ドイツはどこへ行くのか

ドイツ左派ポピュリスト「ヴァーゲンクネヒト」新党は極右の票を奪うか

興味深い記事だとおもう。難民、物価高、経済失速など、ドイツを取り巻く状況がよくなくて、極右と言われるAfDなどの政策に期待感が高まると思いきや、その票を潰し合うような政党があるとは。東ドイツ出身の女性政治家というとメルケルをすぐに思い出すが、政策、特に移民政策については似て非なるようだ(メルケルは連立政権故かも。もしかしたら彼女も本当は移民政策は本意ではなかったのかもしれない)。
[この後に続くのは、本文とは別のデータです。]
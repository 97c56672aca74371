//! Bitmask run-length codec compatible with the COCO mask format.
//!
//! A [`Mask`] is scanned column by column into alternating
//! background/foreground run lengths, always starting with a (possibly empty)
//! background run. The runs are then packed into a printable string using
//! 5-bit signed variable-length groups offset by ASCII `'0'`. Runs after the
//! third are stored as the difference to the run two positions back.
//!
//! The string form is byte-for-byte identical to `pycocotools`' compressed
//! RLE, so masks can be exchanged with any COCO tooling.

use serde::{Deserialize, Serialize};

use crate::error::{LabelError, Result};

const CHAR_BASE: u8 = 48;
const PAYLOAD_MASK: i64 = 0x1f;
const SIGN_BIT: i64 = 0x10;
const CONTINUE_BIT: i64 = 0x20;
// 12 groups of 5 bits fit into an i64 with room for sign extension.
const MAX_GROUPS: u32 = 12;

/// A boolean raster stored row-major.
#[derive(Clone, PartialEq, Eq)]
pub struct Mask {
    height: usize,
    width: usize,
    data: Vec<bool>,
}

impl Mask {
    /// Creates an all-background mask.
    pub fn empty(height: usize, width: usize) -> Self {
        Self {
            height,
            width,
            data: vec![false; height * width],
        }
    }

    /// Creates a mask from row-major cells.
    pub fn new(height: usize, width: usize, data: Vec<bool>) -> Result<Self> {
        if data.len() != height * width {
            return Err(LabelError::malformed(format!(
                "mask of {height}x{width} needs {} cells, got {}",
                height * width,
                data.len()
            )));
        }
        Ok(Self {
            height,
            width,
            data,
        })
    }

    /// Creates a mask from equally sized rows.
    pub fn from_rows<R: AsRef<[bool]>>(rows: &[R]) -> Result<Self> {
        let height = rows.len();
        let width = rows.first().map_or(0, |r| r.as_ref().len());
        let mut data = Vec::with_capacity(height * width);
        for (i, row) in rows.iter().enumerate() {
            let row = row.as_ref();
            if row.len() != width {
                return Err(LabelError::malformed(format!(
                    "mask row {i} has {} cells, expected {width}",
                    row.len()
                )));
            }
            data.extend_from_slice(row);
        }
        Ok(Self {
            height,
            width,
            data,
        })
    }

    /// Creates a mask from an integer raster. Every cell must be exactly 0 or 1;
    /// any other value is rejected rather than truncated.
    pub fn from_u8_raster(height: usize, width: usize, raster: &[u8]) -> Result<Self> {
        if raster.len() != height * width {
            return Err(LabelError::malformed(format!(
                "raster of {height}x{width} needs {} cells, got {}",
                height * width,
                raster.len()
            )));
        }
        let data = raster
            .iter()
            .enumerate()
            .map(|(i, &v)| match v {
                0 => Ok(false),
                1 => Ok(true),
                other => Err(LabelError::malformed(format!(
                    "raster is not boolean: cell ({}, {}) has value {other}",
                    i / width.max(1),
                    i % width.max(1)
                ))),
            })
            .collect::<Result<Vec<_>>>()?;
        Ok(Self {
            height,
            width,
            data,
        })
    }

    /// Parses a text raster: one row per line, cells are `0` or `1`,
    /// optionally separated by whitespace or commas.
    pub fn from_text(text: &str) -> Result<Self> {
        let mut rows: Vec<Vec<bool>> = Vec::new();
        for (line_no, line) in text.lines().enumerate() {
            let line = line.trim();
            if line.is_empty() {
                continue;
            }
            let row = line
                .chars()
                .filter(|c| !c.is_whitespace() && *c != ',')
                .map(|c| match c {
                    '0' => Ok(false),
                    '1' => Ok(true),
                    other => Err(LabelError::malformed(format!(
                        "raster is not boolean: line {} contains '{other}'",
                        line_no + 1
                    ))),
                })
                .collect::<Result<Vec<_>>>()?;
            rows.push(row);
        }
        Self::from_rows(&rows)
    }

    #[inline]
    pub fn height(&self) -> usize {
        self.height
    }

    #[inline]
    pub fn width(&self) -> usize {
        self.width
    }

    /// Returns the cell at `(row, col)`, or `None` when out of bounds.
    pub fn get(&self, row: usize, col: usize) -> Option<bool> {
        (row < self.height && col < self.width).then(|| self.data[row * self.width + col])
    }

    /// Sets the cell at `(row, col)`; out-of-bounds writes are ignored.
    pub fn set(&mut self, row: usize, col: usize, value: bool) {
        if row < self.height && col < self.width {
            self.data[row * self.width + col] = value;
        }
    }

    /// Number of foreground cells.
    pub fn area(&self) -> usize {
        self.data.iter().filter(|&&v| v).count()
    }

    /// Row-major view of the cells.
    pub fn as_slice(&self) -> &[bool] {
        &self.data
    }

    /// Renders the mask in the text form accepted by [`Mask::from_text`].
    pub fn to_text(&self) -> String {
        let mut out = String::with_capacity(self.height * (self.width + 1));
        for row in self.data.chunks(self.width.max(1)).take(self.height) {
            out.extend(row.iter().map(|&v| if v { '1' } else { '0' }));
            out.push('\n');
        }
        out
    }
}

impl std::fmt::Debug for Mask {
    fn fmt(&self, f: &mut std::fmt::Formatter<'_>) -> std::fmt::Result {
        f.debug_struct("Mask")
            .field("height", &self.height)
            .field("width", &self.width)
            .field("area", &self.area())
            .finish()
    }
}

/// Scans the mask column-major into alternating run lengths.
pub fn mask_to_rle(mask: &Mask) -> Vec<u32> {
    let mut counts = Vec::new();
    let mut current = false;
    let mut run: u32 = 0;
    for col in 0..mask.width {
        for row in 0..mask.height {
            let value = mask.data[row * mask.width + col];
            if value != current {
                counts.push(run);
                run = 0;
                current = value;
            }
            run += 1;
        }
    }
    counts.push(run);
    counts
}

/// Expands run lengths into a mask of the given size.
pub fn rle_to_mask(counts: &[u32], height: usize, width: usize) -> Result<Mask> {
    let total: u64 = counts.iter().map(|&c| u64::from(c)).sum();
    if total != (height * width) as u64 {
        return Err(LabelError::malformed(format!(
            "run lengths sum to {total}, expected {height}x{width} = {}",
            height * width
        )));
    }
    let mut mask = Mask::empty(height, width);
    let mut pos = 0usize;
    let mut value = false;
    for &count in counts {
        if value {
            for idx in pos..pos + count as usize {
                // column-major position back to row-major storage
                let (col, row) = (idx / height, idx % height);
                mask.data[row * width + col] = true;
            }
        }
        pos += count as usize;
        value = !value;
    }
    Ok(mask)
}

/// Packs run lengths into the compressed COCO string form.
pub fn rle_to_string(counts: &[u32]) -> String {
    let mut out = String::with_capacity(counts.len() * 2);
    for (i, &count) in counts.iter().enumerate() {
        let mut x = i64::from(count);
        if i > 2 {
            x -= i64::from(counts[i - 2]);
        }
        loop {
            let mut c = x & PAYLOAD_MASK;
            x >>= 5;
            let more = if c & SIGN_BIT != 0 { x != -1 } else { x != 0 };
            if more {
                c |= CONTINUE_BIT;
            }
            out.push(char::from(c as u8 + CHAR_BASE));
            if !more {
                break;
            }
        }
    }
    out
}

/// Unpacks the compressed COCO string form into run lengths.
pub fn string_to_rle(s: &str) -> Result<Vec<u32>> {
    let bytes = s.as_bytes();
    let mut counts: Vec<u32> = Vec::new();
    let mut pos = 0usize;
    while pos < bytes.len() {
        let mut x: i64 = 0;
        let mut groups: u32 = 0;
        loop {
            let Some(&byte) = bytes.get(pos) else {
                return Err(LabelError::malformed(
                    "RLE string ends in the middle of a run length",
                ));
            };
            if !(CHAR_BASE..CHAR_BASE + 64).contains(&byte) {
                return Err(LabelError::malformed(format!(
                    "invalid character {:?} at offset {pos} in RLE string",
                    char::from(byte)
                )));
            }
            if groups >= MAX_GROUPS {
                return Err(LabelError::malformed(format!(
                    "run length at offset {pos} in RLE string is too large"
                )));
            }
            let c = i64::from(byte - CHAR_BASE);
            x |= (c & PAYLOAD_MASK) << (5 * groups);
            groups += 1;
            pos += 1;
            if c & CONTINUE_BIT == 0 {
                if c & SIGN_BIT != 0 {
                    x |= -1i64 << (5 * groups);
                }
                break;
            }
        }
        if counts.len() > 2 {
            x += i64::from(counts[counts.len() - 2]);
        }
        let count = u32::try_from(x).map_err(|_| {
            LabelError::malformed(format!(
                "run length #{} in RLE string decodes to {x}",
                counts.len()
            ))
        })?;
        counts.push(count);
    }
    Ok(counts)
}

/// Encodes a mask straight to the compressed string.
pub fn encode(mask: &Mask) -> String {
    rle_to_string(&mask_to_rle(mask))
}

/// Decodes a compressed string into a mask of the given size.
pub fn decode(s: &str, height: usize, width: usize) -> Result<Mask> {
    rle_to_mask(&string_to_rle(s)?, height, width)
}

/// Run lengths in either compressed-string or plain-integer form.
#[derive(Clone, Debug, PartialEq, Eq, Serialize, Deserialize)]
#[serde(untagged)]
pub enum RleCounts {
    Compressed(String),
    Runs(Vec<u32>),
}

/// The COCO mask interchange structure: `{"size": [h, w], "counts": ...}`.
#[derive(Clone, Debug, PartialEq, Eq, Serialize, Deserialize)]
pub struct CocoRle {
    /// `[height, width]`
    pub size: [u32; 2],
    pub counts: RleCounts,
}

impl CocoRle {
    /// Encodes a mask into the compressed interchange form.
    pub fn from_mask(mask: &Mask) -> Self {
        Self {
            size: [mask.height as u32, mask.width as u32],
            counts: RleCounts::Compressed(encode(mask)),
        }
    }

    /// Parses the interchange form from JSON. Missing `size` or `counts`
    /// are rejected rather than defaulted.
    pub fn from_json_str(json: &str) -> Result<Self> {
        serde_json::from_str(json)
            .map_err(|e| LabelError::malformed(format!("invalid COCO RLE structure: {e}")))
    }

    /// Parses the interchange form from an already decoded JSON value.
    pub fn from_value(value: &serde_json::Value) -> Result<Self> {
        Self::deserialize(value)
            .map_err(|e| LabelError::malformed(format!("invalid COCO RLE structure: {e}")))
    }

    #[inline]
    pub fn height(&self) -> usize {
        self.size[0] as usize
    }

    #[inline]
    pub fn width(&self) -> usize {
        self.size[1] as usize
    }

    /// Returns the plain run lengths, decompressing if needed.
    pub fn runs(&self) -> Result<Vec<u32>> {
        match &self.counts {
            RleCounts::Compressed(s) => string_to_rle(s),
            RleCounts::Runs(runs) => Ok(runs.clone()),
        }
    }

    /// Returns the compressed string, compressing if needed.
    pub fn compressed(&self) -> String {
        match &self.counts {
            RleCounts::Compressed(s) => s.clone(),
            RleCounts::Runs(runs) => rle_to_string(runs),
        }
    }

    pub fn to_mask(&self) -> Result<Mask> {
        rle_to_mask(&self.runs()?, self.height(), self.width())
    }
}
他方ロシアとの融和路線はこのBSWもAfDも同じでドイツの発展と欧州の安定化にロシア融和は必要とみているのも興味深い。

ロシアに対して宥和的な路線

 もう一つBSWとAfDの政策が似ている点は、親ロシア的な態度だ。BSWは、ショルツ政権とは対照的にロシアのウクライナ侵攻を糾弾せず、ドイツなどEU(欧州連合)諸国のウクライナへの武器輸出を批判している。BSWはマニフェストの中で、「ウクライナ戦争は、米国とロシアの代理戦争だ。欧米は、交渉によって戦争を終わらせようという努力を始めていない。戦火が止まない限り、ウクライナの立場は弱まるばかりだ。欧州は、米国によって本格的な戦争に引き込まれる恐れがある」と警告し、「ロシアと対立を続けていたら、欧州の安全保障は達成できない」と指摘。
 その上でBSWは、「我々は即時停戦と、ウクライナへの武器供与の停止を要求する。EUは援助基金からの支払いを、ウクライナ政府が平和交渉に応じる場合に限るべきだ」と主張している。さらにBSWは、「ロシアに対する経済制裁措置を停止し、ロシアからのエネルギーの輸入を再開するべきだ」と述べ、ウラジーミル・プーチン政権に対して宥和的な態度を打ち出している。同党はウクライナのEU加盟交渉の中止を求めるなど、ヴォロディミル・ゼレンスキー政権に対する厳しい態度が目立つ。

(中略)

 一方AfDもウェブサイトで「欧州で平和を長続きさせるには、ロシアとの協力関係を深める以外にない。ロシアを欧州の安全保障体制に参加させることは、ドイツの利益にかなう。ドイツはロシアに対する経済制裁措置を撤廃し、同国との経済関係を深めるべきだ」と親ロシア的な立場を打ち出している。AfDチューリンゲン支部のビェルン・ヘッケ支部長も2023年8月にスイスの新聞とのインタビューで、「西側諸国のメディアは、プーチン大統領を現代のヒトラーに見せかけようとしているが、ウクライナ戦争の原因はロシアだけにあるわけではない。私は、ドイツの技術とロシアの天然資源を組み合わせれば、両国は無敵のコンビになると思う」と述べ、プーチン政権を擁護している。AfDもロシアの天然ガスの輸入再開に前向きな姿勢を見せている。